Les doutes que la juridiction de renvoi éprouve quant à l’interprétation correcte qui doit être faite de l’article 7 de la directive 2003/88 en présence d’une rémunération constituée d’une partie fixe et d’une partie variable semblent, notamment, provenir de l’arrêt de la Court of Appeal (England & Wales) (Civil Division) du 27 novembre 2002, Evans c. Malley Organisation Ltd (T/A First Business Support) ( 4 ). En effet, dans une situation analogue à celle en cause dans la présente affaire, l’employé demandeur faisait valoir que son indemnité de congé annuel aurait dû être basée sur son revenu moyen, pour inclure à la fois sa rémunération de base et ses revenus moyens provenant des commissions. La Court of Appeal (England & Wales) (Civil Division) a rejeté l’argument de l’employé. Elle a jugé que la rémunération de celui-ci ne variait pas avec le volume de travail effectué et que, par conséquent, l’article 221, paragraphe 2, de la loi de 1996 sur les droits des travailleurs (Employment Rights Act 1996) était applicable ( 5 ).
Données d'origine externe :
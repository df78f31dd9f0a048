//! Anthropic Messages dialect: `/v1/messages` and `/v1/messages/count_tokens`.

use std::sync::Arc;

use axum::extract::State;
use axum::response::{IntoResponse, Json, Response};
use serde_json::Value;

use crate::channels::ChannelKind;
use crate::convert::{claude_content_to_text, passthrough::PassthroughConverter};
use crate::http::forward::{forward, ForwardOutcome};
use crate::ProxyCore;

pub async fn handle_messages(State(core): State<Arc<ProxyCore>>, Json(body): Json<Value>) -> Response {
    match forward(core, ChannelKind::Messages, "claude", &PassthroughConverter, body, None).await {
        ForwardOutcome::Buffered { body, .. } => Json(body).into_response(),
        ForwardOutcome::Streamed(resp) => resp,
        ForwardOutcome::Failed(resp) => resp,
    }
}

/// A rough, provider-agnostic estimate (roughly 4 bytes per token). Real
/// tokenization is upstream-specific and not worth a dependency just for
/// this diagnostic endpoint.
pub async fn handle_count_tokens(Json(body): Json<Value>) -> Response {
    let mut chars = 0usize;
    if let Some(system) = body.get("system") {
        chars += claude_content_to_text(system).len();
        chars += system.as_str().map(str::len).unwrap_or(0);
    }
    if let Some(messages) = body.get("messages").and_then(Value::as_array) {
        for message in messages {
            if let Some(content) = message.get("content") {
                chars += claude_content_to_text(content).len();
            }
        }
    }
    let input_tokens = (chars / 4).max(1) as i64;
    Json(serde_json::json!({ "input_tokens": input_tokens })).into_response()
}

#[cfg(test)]
mod tests {
    use super::*;
    use crate::config::{ApiKey, Channel, ChannelCatalog, Settings};
    use axum::routing::post;
    use axum::Router;
    use std::path::PathBuf;

    async fn fake_claude_upstream() -> String {
        let app = Router::new().route(
            "/v1/messages",
            post(|| async {
                Json(serde_json::json!({
                    "id": "m1",
                    "content": [{ "type": "text", "text": "ok" }],
                    "usage": { "input_tokens": 1, "output_tokens": 1 },
                }))
            }),
        );
        let listener = tokio::net::TcpListener::bind("127.0.0.1:0").await.unwrap();
        let addr = listener.local_addr().unwrap();
        tokio::spawn(async move { axum::serve(listener, app).await.unwrap() });
        format!("http://{addr}")
    }

    #[tokio::test]
    async fn s1_messages_forwards_verbatim_and_records_success_history() {
        let base_url = fake_claude_upstream().await;
        let mut settings = Settings::default();
        settings.port = 0;
        settings.channels = ChannelCatalog {
            messages: vec![Channel {
                id: "c1".to_string(),
                name: "test-claude".to_string(),
                service_type: Some(crate::config::ServiceType::Claude),
                base_urls: vec![base_url],
                api_keys: vec![ApiKey { key: "sk-test".to_string(), enabled: true }],
                ..Channel::default()
            }],
            responses: Vec::new(),
            gemini: Vec::new(),
        };
        let core = ProxyCore::new(settings, PathBuf::from("/tmp/proxycore-messages-test.toml"));

        let body = serde_json::json!({
            "model": "claude-3-sonnet",
            "max_tokens": 8,
            "messages": [{ "role": "user", "content": "hi" }],
        });
        let resp = handle_messages(State(core.clone()), Json(body)).await;
        assert_eq!(resp.status(), 200);

        let (records, total) = core.history.get_history("", 10, 0, "");
        assert_eq!(total, 1);
        assert!(records[0].success);
        assert_eq!(records[0].input_tokens, 1);
        assert_eq!(records[0].output_tokens, 1);
    }
}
Par conséquent, cette juridiction a jugé que l’employé avait droit au paiement de sa seule rémunération de base pour sa période de congé annuel et qu’il n’avait donc pas droit au paiement d’une somme équivalant à son revenu moyen au titre de commissions pour des périodes durant lesquelles il était en congé annuel payé.

II – Notre analyse

11.

Nous répondrons d’abord à la question principale, qui est celle de savoir si, dans une situation telle que celle en cause au principal, où la rémunération perçue par un travailleur est composée, d’une part, d’un salaire de base et, d’autre part, d’une commission dont le montant est fixé par référence aux ventes réalisées et aux contrats conclus par l’employeur en conséquence de l’activité personnelle de ce travailleur, l’article 7 de la directive 2003/88 impose ou non d’intégrer une telle commission dans l’assiette de la rémunération qui est due audit travailleur au titre de sa période de congé annuel payé.

12.

À notre avis, la sauvegarde effective du droit à un congé annuel payé implique de répondre par l’affirmative à cette question.

13.

Nous rappelons que, selon une jurisprudence constante, le droit au congé annuel payé de chaque travailleur doit être considéré comme un principe du droit social de l’Union revêtant une importance particulière, auquel il ne saurait être dérogé ( 6 ). Ce droit est, d’ailleurs, expressément consacré à l’article 31, paragraphe 2, de la charte des droits fondamentaux de l’Union européenne ( 7 ).

14.

Il est constant que la finalité du droit au congé annuel payé est de permettre au travailleur de se reposer et de disposer d’une période de détente et de loisirs ( 8 ).

15.

Le paiement du congé prescrit à l’article 7, paragraphe 1, de la directive 2003/88 vise à permettre au travailleur de...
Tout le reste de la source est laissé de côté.